Уютно расположившись в номере бременской гостиницы, попивая кофе, мы беседуем с Курназом, и я спрашиваю, как ему удавалось общаться с другими узниками из соседних камер, ведь это запрещено под страхом немедленного избиения и разных ограничений, а Курназу и так доставалось больше других – во-первых, из-за его упрямства, во-вторых, из-за богатырского телосложения: в карцере он помещался с трудом и 23 часа в сутки не мог ни стоять толком, ни сидеть.

Надо быть осторожным, говорит он, но сначала молчит и обдумывает ответ – к этому я начинаю привыкать. Не только с охранниками, с заключенными тоже. Ни в коем случае не спрашивать, за что они здесь сидят. Ни в коем случае не спрашивать, принадлежат ли они к “Аль-Каиде”. Но когда день и ночь сидишь на корточках в метре от другого заключенного, естественно, рано или поздно попробуешь установить с ним контакт.

Во-первых, в камере был крохотный умывальник, но он годился скорее для переклички. В определенное время – как его определяли, Курназ не хотел рассказывать, поскольку многие из его собратьев, предполагаемых боевиков, по-прежнему находились в тюрьме[15]15
  К моменту выхода этой книги в печать в Гуантанамо остается 80 узников, примерно половина из них уже готовятся выйти на свободу (Прим. автора).


[Закрыть]
, – никто из заключенных не пользовался раковиной, и тогда они шепотом переговаривались через сливное отверстие. Слов, конечно, нельзя разобрать, только гул множества голосов, но ты чувствуешь, что не один.

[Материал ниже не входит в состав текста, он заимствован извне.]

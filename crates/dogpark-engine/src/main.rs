//! Dog Park simulation binary.
//!
//! # Startup Sequence
//!
//! 1. Initialize structured logging (tracing)
//! 2. Load configuration from `dogpark-config.yaml`
//! 3. Build the park
//! 4. Run the simulation loop
//! 5. Log the result

mod error;
mod snapshot_callback;

use std::path::Path;

use dogpark_core::runner::{self, RunBounds};
use dogpark_core::{ParkConfig, World};
use tracing::info;
use tracing_subscriber::EnvFilter;

use crate::error::EngineError;
use crate::snapshot_callback::SnapshotCallback;

/// Configuration file looked up in the working directory.
const CONFIG_PATH: &str = "dogpark-config.yaml";

/// Application entry point.
///
/// # Errors
///
/// Returns an error if configuration, park construction, or the run fails.
#[tokio::main]
async fn main() -> Result<(), EngineError> {
    // 1. Initialize structured logging.
    tracing_subscriber::fmt()
        .with_env_filter(
            EnvFilter::try_from_default_env().unwrap_or_else(|_| EnvFilter::new("info")),
        )
        .with_target(true)
        .init();

    info!("dogpark-engine starting");

    // 2. Load configuration.
    let config = load_config()?;
    info!(
        width = config.park.width,
        height = config.park.height,
        seed = config.simulation.seed,
        max_steps = config.simulation.max_steps,
        tick_interval_ms = config.simulation.tick_interval_ms,
        "Configuration loaded"
    );

    // 3. Build the park.
    let bounds = RunBounds::from_config(&config.simulation);
    let mut world = World::new(config)?;

    // 4. Run.
    let mut callback = SnapshotCallback::new();
    let result = runner::run_simulation(&mut world, bounds, &mut callback).await?;

    // 5. Report.
    runner::log_simulation_end(&result);
    let population = world.population();
    info!(
        total_dogs_added = population.total_dogs_added,
        dogs_still_present = population.current_dogs,
        entities_on_grid = callback.latest().map_or(0, |s| s.entities.len()),
        "dogpark-engine finished"
    );
    Ok(())
}

/// Load `dogpark-config.yaml`, or fall back to defaults when it is absent.
fn load_config() -> Result<ParkConfig, EngineError> {
    Ok(ParkConfig::load_or_default(Path::new(CONFIG_PATH))?)
}
//! Core value structs: grid coordinates and the render snapshot.
//!
//! The snapshot types are the read-only view handed to whatever draws the
//! park after each step. They carry no references back into the world.

use serde::{Deserialize, Serialize};
use ts_rs::TS;

use crate::enums::DisplayKind;
use crate::ids::AgentId;

/// A grid coordinate. `y == 0` is the entrance row.
#[derive(Debug, Clone, Copy, PartialEq, Eq, PartialOrd, Ord, Hash, Serialize, Deserialize, TS)]
#[ts(export, export_to = "bindings/")]
pub struct Cell {
    /// Column, `0 <= x < width`.
    pub x: u32,
    /// Row, `0 <= y < height`.
    pub y: u32,
}

impl Cell {
    /// Create a cell from its coordinates.
    pub const fn new(x: u32, y: u32) -> Self {
        Self { x, y }
    }

    /// Whether `other` is one of the (up to) eight Moore neighbours of this
    /// cell. A cell is not its own neighbour.
    pub const fn is_adjacent(self, other: Self) -> bool {
        let dx = self.x.abs_diff(other.x);
        let dy = self.y.abs_diff(other.y);
        dx <= 1 && dy <= 1 && !(dx == 0 && dy == 0)
    }
}

impl core::fmt::Display for Cell {
    fn fmt(&self, f: &mut core::fmt::Formatter<'_>) -> core::fmt::Result {
        write!(f, "({}, {})", self.x, self.y)
    }
}

/// Population counters tracked by the world.
#[derive(Debug, Clone, Copy, Default, PartialEq, Eq, Serialize, Deserialize, TS)]
#[ts(export, export_to = "bindings/")]
pub struct PopulationStats {
    /// Dogs currently in the park.
    pub current_dogs: u32,
    /// Dogs admitted since the park opened.
    pub total_dogs_added: u32,
    /// Upper bound on `total_dogs_added`.
    pub max_dogs: u32,
}

/// One positioned agent as a renderer sees it.
#[derive(Debug, Clone, PartialEq, Eq, Serialize, Deserialize, TS)]
#[ts(export, export_to = "bindings/")]
pub struct RenderEntity {
    /// The agent.
    pub id: AgentId,
    /// Column of the agent's cell.
    pub x: u32,
    /// Row of the agent's cell.
    pub y: u32,
    /// How to draw it.
    pub display: DisplayKind,
}

/// Read-only view of the park after a step.
///
/// Lists every scheduled agent that currently has a position, in ascending
/// id order. Carried toys have no position and are drawn as part of their
/// dog ([`DisplayKind::DogWithToy`]).
#[derive(Debug, Clone, PartialEq, Eq, Serialize, Deserialize, TS)]
#[ts(export, export_to = "bindings/")]
pub struct ParkSnapshot {
    /// Number of steps completed.
    pub step: u64,
    /// Grid width in cells.
    pub width: u32,
    /// Grid height in cells.
    pub height: u32,
    /// The entrance/exit cell.
    pub entrance: Cell,
    /// Population counters.
    pub population: PopulationStats,
    /// Positioned agents.
    pub entities: Vec<RenderEntity>,
}

impl ParkSnapshot {
    /// Entities drawn at a particular cell.
    pub fn entities_at(&self, cell: Cell) -> impl Iterator<Item = &RenderEntity> {
        self.entities
            .iter()
            .filter(move |e| e.x == cell.x && e.y == cell.y)
    }
}

#[cfg(test)]
mod tests {
    use super::*;

    #[test]
    fn adjacency_is_moore_without_center() {
        let c = Cell::new(1, 1);
        assert!(c.is_adjacent(Cell::new(0, 0)));
        assert!(c.is_adjacent(Cell::new(2, 2)));
        assert!(c.is_adjacent(Cell::new(1, 0)));
        assert!(!c.is_adjacent(c));
        assert!(!c.is_adjacent(Cell::new(3, 1)));
    }

    #[test]
    fn snapshot_filters_by_cell() {
        let snapshot = ParkSnapshot {
            step: 1,
            width: 3,
            height: 3,
            entrance: Cell::new(1, 0),
            population: PopulationStats::default(),
            entities: vec![
                RenderEntity {
                    id: AgentId::new(0),
                    x: 1,
                    y: 1,
                    display: DisplayKind::Tree,
                },
                RenderEntity {
                    id: AgentId::new(1),
                    x: 2,
                    y: 1,
                    display: DisplayKind::Toy,
                },
            ],
        };
        let at: Vec<AgentId> = snapshot.entities_at(Cell::new(2, 1)).map(|e| e.id).collect();
        assert_eq!(at, vec![AgentId::new(1)]);
    }
}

А еще была пенопластовая миска – в ней приносили суп и просовывали в камеру через специальное отверстие вместе с ломтем черствого хлеба. Выпиваешь суп, затем отламываешь от края миски кусочек размером с ноготь, надеясь, что охранник не обратит внимания. Потом ногтем, который ты затем и отрастил, царапаешь на этом кусочке пенопласта что-нибудь на арабском, из Корана. Оставляешь кусочек хлеба, пережевываешь, скатываешь из него шарик и ждешь, пока он затвердеет. Вытягиваешь из своей хлопчатобумажной робы нитку, к одному ее концу привязываешь хлебный шарик, к другому – кусочек пенопласта. А потом бросаешь все это соседу через решетку (шарик служит грузом), он тянет за нитку, и кусочек пенопласта оказывается у него.

И таким же порядком на твое письмо потом отвечают.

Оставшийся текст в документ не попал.